Hyderabad, Dec 24 : The Drugs Controller General of India (DCGI) has approved hydroxyurea for treatment of Sickle Cell Anaemia.
The CSIR-Sickle Cell Anaemia (CSIR-SCA) Mission, coordinated by the CSIR-Centre for Cellular and Molecular Biology (CSIR-CCMB) with the help of Cipla, one of the manufacturers of hydroxyurea and with active support from CSIR-IIIM, had approached the DCGI for approval.
A committee of experts constituted by Central Drug Standard Control Organisation (CDSCO) critically evaluated the proposal and approved marketing of hydroxyurea for treatment for SCA, subject to Post-marketing Surveillance, said the CCMB on Thursday.
The approval currently legalises the drug to be used at standard doses for treatment of SCA. It also sets up a stage for designing various formulations of smaller dose sizes that promise higher compliance rates in SCA children and may even lead to syrup-based formulations, the CCMB said.
“This is a landmark achievement for the sickle cell anaemia community. This adds to the advantages of identifying the patients through a targeted screening programme. While one of the major focuses of the screening programme is to avoid birth of affected children through genetic and social counselling, this approval provides comprehensive treatment to the identified patients. The message now needs to reach clinicians across the country so that they can use hydroxyurea regularly for their patients,” said Dr Giriraj R Chandak, Chief Scientist at CSIR-CCMB and Mission Director, leading the CSIR-SCA Mission.
SCA is a common genetic disorder among Indians affecting the red blood cells. It is transmitted by parents who carry a defective beta globin gene without suffering themselves. Close to 0.4 per cent of the population suffers from the disease while 10 per cent people are carriers who lead to birth of new SCA patients.

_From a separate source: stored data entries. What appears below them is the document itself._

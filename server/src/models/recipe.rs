// foodgram_server/src/models/recipe.rs

use super::ingredient::RecipeIngredientView;
use super::tag::Tag;
use super::user::UserView;
use chrono::{DateTime, Utc};
use serde::Serialize;
use sqlx::FromRow;
use uuid::Uuid;

pub const RECIPE_COLUMNS: &str = "id, author_id, name, image, text, cooking_time, published_at";

#[derive(Debug, Clone, FromRow)]
pub struct RecipeRow {
  pub id: Uuid,
  pub author_id: Uuid,
  pub name: String,
  pub image: String,
  pub text: String,
  pub cooking_time: i32,
  pub published_at: DateTime<Utc>,
}

/// Full recipe with its viewer-dependent flags.
#[derive(Debug, Clone, Serialize)]
pub struct RecipeView {
  pub id: Uuid,
  pub tags: Vec<Tag>,
  pub author: UserView,
  pub ingredients: Vec<RecipeIngredientView>,
  pub is_favorited: bool,
  pub is_in_shopping_cart: bool,
  pub name: String,
  pub image: String,
  pub text: String,
  pub cooking_time: i32,
  pub published_at: DateTime<Utc>,
}

/// Compact form used in favorite/cart responses and subscription listings.
#[derive(Debug, Clone, Serialize, FromRow)]
pub struct RecipeShort {
  pub id: Uuid,
  pub name: String,
  pub image: String,
  pub cooking_time: i32,
}

impl From<RecipeRow> for RecipeShort {
  fn from(row: RecipeRow) -> Self {
    Self {
      id: row.id,
      name: row.name,
      image: row.image,
      cooking_time: row.cooking_time,
    }
  }
}

/// A followed author with (a prefix of) their recipes.
#[derive(Debug, Clone, Serialize)]
pub struct AuthorWithRecipes {
  #[serde(flatten)]
  pub author: UserView,
  pub recipes: Vec<RecipeShort>,
  pub recipes_count: i64,
}
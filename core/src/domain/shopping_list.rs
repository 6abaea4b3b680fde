// foodgram-core/src/domain/shopping_list.rs

//! Shopping list aggregation over the recipes in a user's cart.
//!
//! Lines are merged by their display key `(name, measurement_unit)`, not by
//! ingredient id: two ingredient records with the same name and unit end up
//! on one line. Groups come out in the order their key was first seen.

use super::models::{AggregatedLine, UserId};
use crate::store::{ShoppingListSource, StoreResult};
use std::collections::HashMap;
use tracing::{debug, instrument};

/// Builds the shopping list of `user_id`. An empty cart gives an empty list.
#[instrument(name = "shopping_list::build", skip_all, fields(user_id = %user_id), err(Display))]
pub async fn build_shopping_list<S>(source: &S, user_id: UserId) -> StoreResult<Vec<AggregatedLine>>
where
  S: ShoppingListSource + ?Sized,
{
  let recipe_ids = source.cart_recipe_ids(user_id).await?;
  let mut aggregator = ShoppingListAggregator::default();

  for recipe_id in recipe_ids {
    for (ingredient_id, amount) in source.ingredient_lines(recipe_id).await? {
      match source.ingredient(ingredient_id).await? {
        Some(ingredient) => aggregator.add(&ingredient.name, &ingredient.measurement_unit, amount),
        None => debug!(%recipe_id, %ingredient_id, "Ingredient line references a missing ingredient, skipped."),
      }
    }
  }

  let lines = aggregator.finish();
  debug!(line_count = lines.len(), "Shopping list aggregated.");
  Ok(lines)
}

/// Order-preserving sum of amounts keyed by `(name, measurement_unit)`.
#[derive(Debug, Default)]
pub struct ShoppingListAggregator {
  positions: HashMap<(String, String), usize>,
  lines: Vec<AggregatedLine>,
}

impl ShoppingListAggregator {
  pub fn add(&mut self, name: &str, measurement_unit: &str, amount: i32) {
    let key = (name.to_string(), measurement_unit.to_string());
    match self.positions.get(&key) {
      Some(&idx) => self.lines[idx].total_amount += i64::from(amount),
      None => {
        self.positions.insert(key, self.lines.len());
        self.lines.push(AggregatedLine {
          label: AggregatedLine::label_for(name, measurement_unit),
          total_amount: i64::from(amount),
        });
      }
    }
  }

  pub fn finish(self) -> Vec<AggregatedLine> {
    self.lines
  }
}
// foodgram-core/src/domain/viewer.rs
use super::models::UserId;

/// Who is looking at a read endpoint. Derived flags such as `is_favorited`
/// are always false for an anonymous viewer.
#[derive(Debug, Clone, Copy, PartialEq, Eq)]
pub enum Viewer {
  Anonymous,
  User(UserId),
}

impl Viewer {
  pub fn user_id(&self) -> Option<UserId> {
    match self {
      Viewer::Anonymous => None,
      Viewer::User(id) => Some(*id),
    }
  }

  /// `check` is only consulted for an authenticated viewer.
  pub fn flag(&self, check: impl FnOnce(UserId) -> bool) -> bool {
    self.user_id().is_some_and(check)
  }
}

impl From<Option<UserId>> for Viewer {
  fn from(id: Option<UserId>) -> Self {
    id.map_or(Viewer::Anonymous, Viewer::User)
  }
}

The disease is well-known in tribal populations as well as prevalent in general populations in states like Maharashtra, Madhya Pradesh, Chhattisgarh, and Odisha. The disease starts early in life, and the affected children have persistent pain, low amount of haemoglobin (anaemia), low energy, reduced growth plus other abnormalities and multiple episodes of frequent severe pain better known as vaso-occlusive crisis.
Like most of the genetic disorders, SCA has no cure but has symptomatic treatments for pain, anaemia, and vaso-occlusive crisis. One of the rather inexpensive drugs, hydroxyurea, largely used as an anti-cancer agent is also used in SCA treatment without any formal approval. The commercially available hydroxyurea formulations are made with its anti-cancer role in mind, and hence, are of big quantity size (minimum 500 mg).
SCA children are typically of low weight, and consequently, their dosage size needs to be much smaller. Given the fixed and larger size of currently commercially available Hydroxyurea capsules, it is difficult to give the correct doses to SCA patients. Although there is robust response to hydroxyurea therapy, the complexity and cumbersome nature of disbursing the right dose leads to low compliance and sometimes unpredictable response.
Under CSIR-Sickle Cell Anaemia (CSIR-SCA) Mission with 6 CSIR labs and 3 Government hospitals in Chhattisgarh, Madhya Pradesh, and Maharashtra, scientists and clinicians are trying to address various lacunae in SCA diagnosis and disease management. The focus is on identifying the patients through population-based screening in states with high disease prevalence and helping the family with proper treatment and preventing the disease in the next generation. One of the major objectives of the Mission has been obtaining approval for use of hydroxyurea for treatment of SCA.